Assignment: Count how many lines below contain the word "TracingError", then give that number alone.

Data section:
//! Tracing setup shared by embedding applications.
//!
//! The library itself only emits `tracing` events; installing a subscriber
//! is the embedder's call. This module offers a small, opinionated
//! initializer so binaries and examples configure logging the same way:
//!
//! ```ignore
//! use barker_core::tracing::{TracingConfig, init_tracing};
//!
//! init_tracing(TracingConfig::default()).expect("failed to initialize tracing");
//! ```

use thiserror::Error;
use tracing::Level;
use tracing_subscriber::{EnvFilter, fmt, prelude::*};

/// Errors that can occur during tracing initialization.
#[derive(Debug, Error)]
pub enum TracingError {
    /// A global subscriber was already installed.
    #[error("failed to set global tracing subscriber: {0}")]
    SetGlobalSubscriber(#[from] tracing::subscriber::SetGlobalDefaultError),

    /// The env filter directive did not parse.
    #[error("failed to parse env filter: {0}")]
    EnvFilter(#[from] tracing_subscriber::filter::ParseError),
}

/// Output format for log messages.
#[derive(Debug, Clone, Copy, Default, PartialEq, Eq)]
pub enum TracingOutputFormat {
    /// Human-readable multi-line format (default).
    #[default]
    Pretty,
    /// Compact single-line format.
    Compact,
}

/// Configuration for tracing initialization.
#[derive(Debug, Clone)]
pub struct TracingConfig {
    /// Default log level when `RUST_LOG` is not set.
    pub default_level: Level,
    /// Output format for log messages.
    pub output_format: TracingOutputFormat,
    /// Whether to include the target (module path) in logs.
    pub include_target: bool,
    /// Custom env filter directive (overrides `default_level` if set).
    pub env_filter: Option<String>,
}

impl Default for TracingConfig {
    fn default() -> Self {
        Self {
            default_level: Level::INFO,
            output_format: TracingOutputFormat::Pretty,
            include_target: true,
            env_filter: None,
        }
    }
}

impl TracingConfig {
    /// A config suitable for debugging interpreter interactions.
    #[must_use]
    pub fn debug() -> Self {
        Self {
            default_level: Level::DEBUG,
            output_format: TracingOutputFormat::Compact,
            ..Self::default()
        }
    }

    /// Builder: set the default log level.
    #[must_use]
    pub fn with_level(mut self, level: Level) -> Self {
        self.default_level = level;
        self
    }

    /// Builder: set the output format.
    #[must_use]
    pub fn with_format(mut self, format: TracingOutputFormat) -> Self {
        self.output_format = format;
        self
    }

    /// Builder: set a custom env filter directive.
    #[must_use]
    pub fn with_env_filter(mut self, filter: impl Into<String>) -> Self {
        self.env_filter = Some(filter.into());
        self
    }
}

/// Initializes tracing with the given configuration.
///
/// Call once at application start; `RUST_LOG` overrides the default level.
///
/// # Errors
///
/// Returns an error if a global subscriber is already set or the env
/// filter directive is invalid.
pub fn init_tracing(config: TracingConfig) -> Result<(), TracingError> {
    let env_filter = if let Some(ref filter) = config.env_filter {
        EnvFilter::try_new(filter)?
    } else {
        EnvFilter::try_from_default_env()
            .unwrap_or_else(|_| EnvFilter::new(format!("barker={}", config.default_level)))
    };

    match config.output_format {
        TracingOutputFormat::Pretty => {
            let subscriber = tracing_subscriber::registry()
                .with(env_filter)
                .with(fmt::layer().pretty().with_target(config.include_target));
            tracing::subscriber::set_global_default(subscriber)?;
        }
        TracingOutputFormat::Compact => {
            let subscriber = tracing_subscriber::registry()
                .with(env_filter)
                .with(fmt::layer().compact().with_target(config.include_target));
            tracing::subscriber::set_global_default(subscriber)?;
        }
    }

    Ok(())
}
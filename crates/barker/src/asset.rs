//! The barcode library asset.
//!
//! The rendering library (BWIPP, a PostScript procedure set) is consumed
//! as an opaque, versioned text asset: read once at startup, shared
//! read-only, and embedded verbatim into every generated document. The
//! probing interpreter runs sandboxed with file access disabled, so the
//! source must travel inline with each program rather than be loaded by
//! the interpreter itself.
//!
//! Failure to locate or read the asset is a startup-fatal condition; it is
//! never surfaced as a per-call error and never retried.

use std::path::{Path, PathBuf};
use std::sync::Arc;

use thiserror::Error;
use tracing::{debug, info};

/// Environment variable overriding the library source path.
pub const LIBRARY_PATH_ENV: &str = "BARKER_BWIPP_PATH";

/// Installation-relative locations tried when no override is set.
const DEFAULT_CANDIDATES: [&str; 2] = [
    "postscriptbarcode/barcode.ps",
    "/usr/share/postscriptbarcode/barcode.ps",
];

/// Errors locating or reading the library source.
#[derive(Debug, Error)]
pub enum AssetError {
    /// The file exists (or was named explicitly) but could not be read.
    #[error("cannot read barcode library at {path}: {source}")]
    Read {
        path: PathBuf,
        #[source]
        source: std::io::Error,
    },

    /// No candidate path held the library source.
    #[error("barcode library not found (tried {tried:?}); set BARKER_BWIPP_PATH to override")]
    NotFound { tried: Vec<PathBuf> },
}

/// The library source text, loaded once and shared read-only.
///
/// Cloning is cheap (`Arc`-backed), and every clone refers to the same
/// bytes — which is exactly the invariant the two-pass protocol needs:
/// the measurement document and the final document must embed identical
/// library bytes, or the probed bounding box describes different artwork.
#[derive(Debug, Clone)]
pub struct LibraryAsset {
    source: Arc<str>,
}

impl LibraryAsset {
    /// Wraps already-loaded library source text. Intended for tests and
    /// for embedders that ship the source through other means.
    pub fn from_source(source: impl Into<String>) -> Self {
        Self {
            source: Arc::from(source.into()),
        }
    }

    /// Reads the library source from an explicit path.
    pub fn from_file(path: impl AsRef<Path>) -> Result<Self, AssetError> {
        let path = path.as_ref();
        let source = std::fs::read_to_string(path).map_err(|source| AssetError::Read {
            path: path.to_path_buf(),
            source,
        })?;
        info!(path = %path.display(), bytes = source.len(), "Loaded barcode library");
        Ok(Self::from_source(source))
    }

    /// Resolves and reads the library source from its default location.
    ///
    /// The [`LIBRARY_PATH_ENV`] override is authoritative when set — a
    /// broken override is an error, not a reason to fall back. Otherwise
    /// the fixed candidate paths are tried in order.
    pub fn load_default() -> Result<Self, AssetError> {
        if let Ok(path) = std::env::var(LIBRARY_PATH_ENV) {
            debug!(path = %path, "Using barcode library path from environment");
            return Self::from_file(path);
        }

        let mut tried = Vec::new();
        for candidate in DEFAULT_CANDIDATES {
            let path = Path::new(candidate);
            if path.is_file() {
                return Self::from_file(path);
            }
            tried.push(path.to_path_buf());
        }

        Err(AssetError::NotFound { tried })
    }

    /// The library source text.
    pub fn source(&self) -> &str {
        &self.source
    }
}

#[cfg(test)]
mod tests {
    use super::*;
    use std::io::Write;

    #[test]
    fn from_source_exposes_the_text() {
        let asset = LibraryAsset::from_source("% procedure set");
        assert_eq!(asset.source(), "% procedure set");
    }

    #[test]
    fn clones_share_identical_bytes() {
        let asset = LibraryAsset::from_source("% procedure set");
        let clone = asset.clone();
        assert!(std::ptr::eq(asset.source(), clone.source()));
    }

    #[test]
    fn from_file_reads_the_source() {
        let mut file = tempfile::NamedTempFile::new().unwrap();
        writeln!(file, "% barcode procedures").unwrap();

        let asset = LibraryAsset::from_file(file.path()).unwrap();
        assert_eq!(asset.source(), "% barcode procedures\n");
    }

    #[test]
    fn missing_file_is_a_read_error() {
        let dir = tempfile::tempdir().unwrap();
        let path = dir.path().join("no-such-library.ps");

        let error = LibraryAsset::from_file(&path).unwrap_err();
        match error {
            AssetError::Read { path: reported, .. } => assert_eq!(reported, path),
            other => panic!("expected Read error, got {other:?}"),
        }
    }

    #[test]
    fn broken_env_override_does_not_fall_back() {
        let dir = tempfile::tempdir().unwrap();
        let missing = dir.path().join("missing.ps");

        unsafe {
            std::env::set_var(LIBRARY_PATH_ENV, &missing);
        }
        let result = LibraryAsset::load_default();
        unsafe {
            std::env::remove_var(LIBRARY_PATH_ENV);
        }

        assert!(matches!(result, Err(AssetError::Read { .. })));
    }
}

Solved exercise: 2